Versican is a large
chondroitin sulfate proteoglycan that is an integral component of the
extracellular matrix protein. It regulates cell proliferation, adhesion, and migration, and is expressed in a variety of normal tissues and
tumors. We studied the pattern of
versican expression in various epithelial, mesenchymal, neural, and hematopoietic
tumors using immunohistochemistry on tissue microarrays. The primary antibody used was mouse
monoclonal antibody to
versican (clone 8S270, 1:4000, US
Biological). Sections from 3 healing
wounds were also included to demonstrate
versican expression in reactive tissues. The extracellular matrix in all tissues including all
tumors (epithelial and nonepithelial) was positive for
versican. However, intracellular cytoplasmic expression of
versican was seen only in spindle cells, for example, fibroblasts in healing
wounds, 11 of 16 (69%)
gastrointestinal stromal tumors and 12 of 42 (28%)
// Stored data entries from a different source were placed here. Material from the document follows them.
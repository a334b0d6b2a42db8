//! Epoch-millisecond helpers for table cells and `datetime-local` inputs.

use chrono::{Local, NaiveDateTime, TimeZone};

const INPUT_FORMAT: &str = "%Y-%m-%dT%H:%M";
const DISPLAY_FORMAT: &str = "%Y-%m-%d %H:%M";

pub fn now_millis() -> i64 {
    js_sys::Date::now() as i64
}

/// Table cell text for a timestamp
pub fn format_millis(millis: i64) -> String {
    Local
        .timestamp_millis_opt(millis)
        .single()
        .map(|dt| dt.format(DISPLAY_FORMAT).to_string())
        .unwrap_or_default()
}

/// Value for an `<input type="datetime-local">`
pub fn to_input_value(millis: i64) -> String {
    Local
        .timestamp_millis_opt(millis)
        .single()
        .map(|dt| dt.format(INPUT_FORMAT).to_string())
        .unwrap_or_default()
}

pub fn from_input_value(value: &str) -> Option<i64> {
    let naive = NaiveDateTime::parse_from_str(value, INPUT_FORMAT).ok()?;
    Local
        .from_local_datetime(&naive)
        .earliest()
        .map(|dt| dt.timestamp_millis())
}

#[cfg(test)]
mod tests {
    use super::*;

    #[test]
    fn test_input_value_keeps_minutes() {
        let millis = from_input_value("2024-03-01T09:30").unwrap();
        assert_eq!(to_input_value(millis), "2024-03-01T09:30");
        assert_eq!(format_millis(millis), "2024-03-01 09:30");
    }

    #[test]
    fn test_garbage_input_is_rejected() {
        assert_eq!(from_input_value("yesterday"), None);
        assert_eq!(from_input_value(""), None);
    }
}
smooth muscle tumors. Intracellular
versican was not seen in any other
tumor [0/344
carcinomas (64 breast, 63 prostate, 61 colorectal, 59 lung, 68 ovarian, and 29 thyroid), 0/22
glioblastoma multiforme, 0/46
lymphomas, and 0/21
melanomas]. As
versican plays a role in cell proliferation, differentiation, adhesion, and migration, its differential expression in spindle cell
tumors may be associated with the differentiation, progression, and spread of these
tumors, which is different from epithelial
tumors.